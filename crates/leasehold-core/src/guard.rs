//! Scoped acquisition and lease renewal.
//!
//! `run_exclusive` / `run_shared` acquire a lease, run a critical section and
//! release the lease on every exit path, including a panic inside the section.
//! The panic is re-raised after the release. A lease that lapsed during the
//! section is not released on anyone else's behalf: the section's result is
//! replaced by [`crate::Error::LeaseNotFound`].

#![cfg_attr(not(test), deny(clippy::unwrap_used))]
#![cfg_attr(not(test), deny(clippy::expect_used))]
#![cfg_attr(not(test), deny(clippy::panic))]

use std::{future::Future, panic::AssertUnwindSafe, time::Duration};

use futures::FutureExt;
use tokio::task::JoinHandle;
use tracing::{debug, warn};

use crate::{
    cancel::CancelToken,
    retry::AcquireMode,
    service::{Lease, LockContext},
    store::LeaseStore,
    Result,
};

impl<S: LeaseStore> LockContext<S> {
    /// Run `section` while holding the exclusive lease on `resource`.
    pub async fn run_exclusive<F, Fut, T>(
        &self,
        resource: &str,
        ttl: Duration,
        mode: AcquireMode,
        section: F,
    ) -> Result<T>
    where
        F: FnOnce(Lease) -> Fut,
        Fut: Future<Output = T>,
    {
        let lease = self.acquire_exclusive(resource, ttl, mode).await?;
        self.run_holding(lease, section).await
    }

    /// Run `section` while holding one of `limit` shared slots on `resource`.
    pub async fn run_shared<F, Fut, T>(
        &self,
        resource: &str,
        ttl: Duration,
        limit: u32,
        mode: AcquireMode,
        section: F,
    ) -> Result<T>
    where
        F: FnOnce(Lease) -> Fut,
        Fut: Future<Output = T>,
    {
        let lease = self.acquire_shared(resource, ttl, limit, mode).await?;
        self.run_holding(lease, section).await
    }

    async fn run_holding<F, Fut, T>(&self, lease: Lease, section: F) -> Result<T>
    where
        F: FnOnce(Lease) -> Fut,
        Fut: Future<Output = T>,
    {
        let outcome = AssertUnwindSafe(section(lease.clone()))
            .catch_unwind()
            .await;

        let released = self.release_lease(&lease).await;

        match outcome {
            Ok(value) => released.map(|()| value),
            Err(panic) => {
                if let Err(e) = released {
                    warn!(resource = %lease.resource, error = %e, "failed to release lease after critical section");
                }
                std::panic::resume_unwind(panic)
            }
        }
    }
}

/// Extend `lease` by its own TTL every `every` until `cancel` fires.
///
/// The task ends with `Ok(())` when cancelled and with the error when an
/// extension fails, e.g. [`crate::Error::LeaseNotFound`] once the lease has been lost.
pub fn spawn_renewal<S>(
    context: LockContext<S>,
    lease: Lease,
    every: Duration,
    cancel: CancelToken,
) -> JoinHandle<Result<()>>
where
    S: LeaseStore + 'static,
{
    tokio::spawn(async move {
        loop {
            if !cancel.sleep(every).await {
                debug!(resource = %lease.resource, "lease renewal stopped");
                return Ok(());
            }

            match context.extend_lease(&lease, lease.ttl).await {
                Ok(()) => debug!(resource = %lease.resource, "lease renewed"),
                Err(e) => {
                    warn!(resource = %lease.resource, error = %e, "lease renewal failed");
                    return Err(e);
                }
            }
        }
    })
}

/// Renewal cadence for a lease of `ttl`: a third of the TTL, at least 10 ms.
#[must_use]
pub fn renewal_interval(ttl: Duration) -> Duration {
    (ttl / 3).max(Duration::from_millis(10))
}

***

__Work to complete__.
Every line of the data should be copied exactly.

__Exercise output__.
filename crates/leasehold-core/src/guard.rs
//! Scoped acquisition and lease renewal.
//!
//! `run_exclusive` / `run_shared` acquire a lease, run a critical section and
//! release the lease on every exit path, including a panic inside the section.
//! The panic is re-raised after the release. A lease that lapsed during the
//! section is not released on anyone else's behalf: the section's result is
//! replaced by [`crate::Error::LeaseNotFound`].

#![cfg_attr(not(test), deny(clippy::unwrap_used))]
#![cfg_attr(not(test), deny(clippy::expect_used))]
#![cfg_attr(not(test), deny(clippy::panic))]

use std::{future::Future, panic::AssertUnwindSafe, time::Duration};

use futures::FutureExt;
use tokio::task::JoinHandle;
use tracing::{debug, warn};

use crate::{
    cancel::CancelToken,
    retry::AcquireMode,
    service::{Lease, LockContext},
    store::LeaseStore,
    Result,
};

impl<S: LeaseStore> LockContext<S> {
    /// Run `section` while holding the exclusive lease on `resource`.
    pub async fn run_exclusive<F, Fut, T>(
        &self,
        resource: &str,
        ttl: Duration,
        mode: AcquireMode,
        section: F,
    ) -> Result<T>
    where
        F: FnOnce(Lease) -> Fut,
        Fut: Future<Output = T>,
    {
        let lease = self.acquire_exclusive(resource, ttl, mode).await?;
        self.run_holding(lease, section).await
    }

    /// Run `section` while holding one of `limit` shared slots on `resource`.
    pub async fn run_shared<F, Fut, T>(
        &self,
        resource: &str,
        ttl: Duration,
        limit: u32,
        mode: AcquireMode,
        section: F,
    ) -> Result<T>
    where
        F: FnOnce(Lease) -> Fut,
        Fut: Future<Output = T>,
    {
        let lease = self.acquire_shared(resource, ttl, limit, mode).await?;
        self.run_holding(lease, section).await
    }

    async fn run_holding<F, Fut, T>(&self, lease: Lease, section: F) -> Result<T>
    where
        F: FnOnce(Lease) -> Fut,
        Fut: Future<Output = T>,
    {
        let outcome = AssertUnwindSafe(section(lease.clone()))
            .catch_unwind()
            .await;

        let released = self.release_lease(&lease).await;

        match outcome {
            Ok(value) => released.map(|()| value),
            Err(panic) => {
                if let Err(e) = released {
                    warn!(resource = %lease.resource, error = %e, "failed to release lease after critical section");
                }
                std::panic::resume_unwind(panic)
            }
        }
    }
}

/// Extend `lease` by its own TTL every `every` until `cancel` fires.
///
/// The task ends with `Ok(())` when cancelled and with the error when an
/// extension fails, e.g. [`crate::Error::LeaseNotFound`] once the lease has been lost.
pub fn spawn_renewal<S>(
    context: LockContext<S>,
    lease: Lease,
    every: Duration,
    cancel: CancelToken,
) -> JoinHandle<Result<()>>
where
    S: LeaseStore + 'static,
{
    tokio::spawn(async move {
        loop {
            if !cancel.sleep(every).await {
                debug!(resource = %lease.resource, "lease renewal stopped");
                return Ok(());
            }

            match context.extend_lease(&lease, lease.ttl).await {
                Ok(()) => debug!(resource = %lease.resource, "lease renewed"),
                Err(e) => {
                    warn!(resource = %lease.resource, error = %e, "lease renewal failed");
                    return Err(e);
                }
            }
        }
    })
}

/// Renewal cadence for a lease of `ttl`: a third of the TTL, at least 10 ms.
#[must_use]
pub fn renewal_interval(ttl: Duration) -> Duration {
    (ttl / 3).max(Duration::from_millis(10))
}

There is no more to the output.